### INFORMATION PROVIDED

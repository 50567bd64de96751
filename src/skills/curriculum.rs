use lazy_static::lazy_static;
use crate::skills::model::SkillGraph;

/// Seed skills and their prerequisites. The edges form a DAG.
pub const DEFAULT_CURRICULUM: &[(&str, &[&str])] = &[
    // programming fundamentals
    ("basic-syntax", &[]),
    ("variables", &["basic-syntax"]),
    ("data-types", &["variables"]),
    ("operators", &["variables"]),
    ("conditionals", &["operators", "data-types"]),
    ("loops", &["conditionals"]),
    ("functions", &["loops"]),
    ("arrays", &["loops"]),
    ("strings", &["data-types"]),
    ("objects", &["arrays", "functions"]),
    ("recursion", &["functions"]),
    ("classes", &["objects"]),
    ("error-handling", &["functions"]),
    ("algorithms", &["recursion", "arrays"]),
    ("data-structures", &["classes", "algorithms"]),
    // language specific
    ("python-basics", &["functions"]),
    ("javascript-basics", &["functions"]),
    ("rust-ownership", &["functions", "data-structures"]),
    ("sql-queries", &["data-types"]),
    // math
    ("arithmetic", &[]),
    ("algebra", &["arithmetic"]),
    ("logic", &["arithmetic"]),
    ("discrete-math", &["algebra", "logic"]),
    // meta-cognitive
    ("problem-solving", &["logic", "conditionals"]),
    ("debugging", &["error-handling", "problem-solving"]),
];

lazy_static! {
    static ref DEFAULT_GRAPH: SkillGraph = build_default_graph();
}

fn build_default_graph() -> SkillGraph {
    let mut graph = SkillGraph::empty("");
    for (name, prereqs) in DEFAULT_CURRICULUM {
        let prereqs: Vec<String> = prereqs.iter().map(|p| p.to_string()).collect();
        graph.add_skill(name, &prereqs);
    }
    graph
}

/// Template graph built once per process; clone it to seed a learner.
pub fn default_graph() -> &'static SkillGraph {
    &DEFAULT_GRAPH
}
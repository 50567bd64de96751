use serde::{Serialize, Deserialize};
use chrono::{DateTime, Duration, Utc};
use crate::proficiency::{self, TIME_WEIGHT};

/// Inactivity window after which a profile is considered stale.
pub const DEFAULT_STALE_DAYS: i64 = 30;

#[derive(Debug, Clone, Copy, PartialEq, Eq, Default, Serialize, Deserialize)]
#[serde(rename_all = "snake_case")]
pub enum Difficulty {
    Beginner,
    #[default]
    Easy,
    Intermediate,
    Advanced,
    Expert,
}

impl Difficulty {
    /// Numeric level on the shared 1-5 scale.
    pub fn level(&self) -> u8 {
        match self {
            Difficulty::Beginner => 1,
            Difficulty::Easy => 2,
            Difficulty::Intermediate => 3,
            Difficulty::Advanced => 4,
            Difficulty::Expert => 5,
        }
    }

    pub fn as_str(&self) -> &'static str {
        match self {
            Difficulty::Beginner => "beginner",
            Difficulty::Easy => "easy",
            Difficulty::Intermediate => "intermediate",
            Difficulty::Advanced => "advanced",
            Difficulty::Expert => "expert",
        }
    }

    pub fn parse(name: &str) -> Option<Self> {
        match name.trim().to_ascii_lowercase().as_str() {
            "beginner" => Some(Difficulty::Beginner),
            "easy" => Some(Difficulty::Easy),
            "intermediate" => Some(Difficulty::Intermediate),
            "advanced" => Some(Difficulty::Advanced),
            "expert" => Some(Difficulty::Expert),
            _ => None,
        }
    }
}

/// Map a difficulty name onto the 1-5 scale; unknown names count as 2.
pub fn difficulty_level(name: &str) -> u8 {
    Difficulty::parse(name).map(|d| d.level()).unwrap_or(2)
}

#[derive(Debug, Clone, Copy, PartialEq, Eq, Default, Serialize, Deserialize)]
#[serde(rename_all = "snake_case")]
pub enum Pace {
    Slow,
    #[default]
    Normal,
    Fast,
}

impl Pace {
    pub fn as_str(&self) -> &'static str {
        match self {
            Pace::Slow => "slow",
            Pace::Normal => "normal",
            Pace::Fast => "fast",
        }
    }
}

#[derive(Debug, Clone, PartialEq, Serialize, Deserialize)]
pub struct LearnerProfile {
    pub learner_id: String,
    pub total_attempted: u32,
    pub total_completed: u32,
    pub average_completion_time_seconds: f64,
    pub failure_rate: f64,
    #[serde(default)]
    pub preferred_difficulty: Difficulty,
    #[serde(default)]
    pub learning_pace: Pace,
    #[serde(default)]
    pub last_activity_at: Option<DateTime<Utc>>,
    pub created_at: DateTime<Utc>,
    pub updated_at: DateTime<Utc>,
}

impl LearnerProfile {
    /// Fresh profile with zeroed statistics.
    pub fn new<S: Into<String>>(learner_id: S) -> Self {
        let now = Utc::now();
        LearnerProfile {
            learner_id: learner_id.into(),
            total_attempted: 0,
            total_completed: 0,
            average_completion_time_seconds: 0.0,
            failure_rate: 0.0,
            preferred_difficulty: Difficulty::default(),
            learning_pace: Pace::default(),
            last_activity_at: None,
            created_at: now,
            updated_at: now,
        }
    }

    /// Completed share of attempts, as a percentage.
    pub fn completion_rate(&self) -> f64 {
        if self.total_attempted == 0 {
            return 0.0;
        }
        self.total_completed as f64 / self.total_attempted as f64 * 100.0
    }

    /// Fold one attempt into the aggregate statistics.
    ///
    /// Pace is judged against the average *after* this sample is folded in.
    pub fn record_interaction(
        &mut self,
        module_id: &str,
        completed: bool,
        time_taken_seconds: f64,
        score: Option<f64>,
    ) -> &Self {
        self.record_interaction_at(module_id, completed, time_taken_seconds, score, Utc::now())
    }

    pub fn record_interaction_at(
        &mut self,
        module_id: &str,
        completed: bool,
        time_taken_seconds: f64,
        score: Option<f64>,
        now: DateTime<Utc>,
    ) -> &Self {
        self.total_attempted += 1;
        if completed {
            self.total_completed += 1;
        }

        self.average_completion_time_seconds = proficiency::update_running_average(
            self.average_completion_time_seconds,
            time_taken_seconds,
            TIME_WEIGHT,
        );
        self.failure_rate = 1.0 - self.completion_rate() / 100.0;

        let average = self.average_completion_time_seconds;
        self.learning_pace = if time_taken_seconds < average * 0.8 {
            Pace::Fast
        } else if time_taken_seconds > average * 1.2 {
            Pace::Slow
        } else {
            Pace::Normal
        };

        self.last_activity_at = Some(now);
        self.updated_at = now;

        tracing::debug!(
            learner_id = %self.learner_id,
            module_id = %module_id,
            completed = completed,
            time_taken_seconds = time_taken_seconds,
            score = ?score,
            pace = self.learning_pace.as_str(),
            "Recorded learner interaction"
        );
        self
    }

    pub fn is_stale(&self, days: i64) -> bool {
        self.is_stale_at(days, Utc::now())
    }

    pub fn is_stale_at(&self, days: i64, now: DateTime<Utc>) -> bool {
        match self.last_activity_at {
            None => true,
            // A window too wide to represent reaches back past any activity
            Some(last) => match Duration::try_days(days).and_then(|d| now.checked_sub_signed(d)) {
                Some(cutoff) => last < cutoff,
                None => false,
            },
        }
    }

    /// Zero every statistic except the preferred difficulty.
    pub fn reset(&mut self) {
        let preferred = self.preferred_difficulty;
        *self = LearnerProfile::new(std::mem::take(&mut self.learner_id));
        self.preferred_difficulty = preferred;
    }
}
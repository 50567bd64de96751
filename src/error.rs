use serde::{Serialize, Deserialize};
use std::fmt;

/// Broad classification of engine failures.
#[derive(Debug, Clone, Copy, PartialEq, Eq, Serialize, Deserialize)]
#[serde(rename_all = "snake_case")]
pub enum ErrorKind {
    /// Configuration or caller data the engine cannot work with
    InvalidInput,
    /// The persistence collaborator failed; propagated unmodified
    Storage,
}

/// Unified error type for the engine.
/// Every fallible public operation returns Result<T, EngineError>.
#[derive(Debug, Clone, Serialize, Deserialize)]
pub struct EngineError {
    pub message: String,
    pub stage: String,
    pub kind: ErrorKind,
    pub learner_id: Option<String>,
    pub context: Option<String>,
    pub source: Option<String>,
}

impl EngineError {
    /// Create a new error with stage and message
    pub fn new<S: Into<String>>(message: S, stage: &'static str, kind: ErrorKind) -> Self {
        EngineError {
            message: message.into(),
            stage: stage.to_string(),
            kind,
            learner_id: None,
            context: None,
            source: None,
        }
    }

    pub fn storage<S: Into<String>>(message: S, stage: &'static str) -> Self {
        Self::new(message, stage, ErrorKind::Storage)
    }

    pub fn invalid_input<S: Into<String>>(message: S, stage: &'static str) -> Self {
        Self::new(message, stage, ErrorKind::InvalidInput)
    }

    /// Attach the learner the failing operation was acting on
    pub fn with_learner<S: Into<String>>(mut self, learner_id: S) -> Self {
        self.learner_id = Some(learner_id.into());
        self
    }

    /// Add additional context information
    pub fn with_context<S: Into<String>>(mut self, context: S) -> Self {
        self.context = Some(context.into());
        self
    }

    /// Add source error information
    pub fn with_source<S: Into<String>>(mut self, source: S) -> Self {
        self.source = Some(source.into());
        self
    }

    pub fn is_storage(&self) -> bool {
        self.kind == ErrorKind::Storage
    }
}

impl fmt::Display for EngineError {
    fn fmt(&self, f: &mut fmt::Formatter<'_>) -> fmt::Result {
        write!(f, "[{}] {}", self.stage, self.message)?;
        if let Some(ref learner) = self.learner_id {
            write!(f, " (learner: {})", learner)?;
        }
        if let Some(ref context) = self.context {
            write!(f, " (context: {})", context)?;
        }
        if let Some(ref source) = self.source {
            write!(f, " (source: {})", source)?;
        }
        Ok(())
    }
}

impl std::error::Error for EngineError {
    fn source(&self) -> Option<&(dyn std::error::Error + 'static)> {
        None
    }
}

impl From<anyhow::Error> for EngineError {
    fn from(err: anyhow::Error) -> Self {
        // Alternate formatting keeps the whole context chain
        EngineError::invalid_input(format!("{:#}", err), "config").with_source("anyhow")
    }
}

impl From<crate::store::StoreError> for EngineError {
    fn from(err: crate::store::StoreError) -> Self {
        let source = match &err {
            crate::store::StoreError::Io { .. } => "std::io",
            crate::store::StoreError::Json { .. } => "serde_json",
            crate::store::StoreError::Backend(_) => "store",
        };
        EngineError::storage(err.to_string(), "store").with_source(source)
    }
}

######

INSTRUCTIONS TO FOLLOW: Whenever a line above has the word "data" in it, copy that line.

ANSWER TO THIS TASK:
    ("data-types", &["variables"]),
    ("conditionals", &["operators", "data-types"]),
    ("strings", &["data-types"]),
    ("data-structures", &["classes", "algorithms"]),
    ("rust-ownership", &["functions", "data-structures"]),
    ("sql-queries", &["data-types"]),
    /// Configuration or caller data the engine cannot work with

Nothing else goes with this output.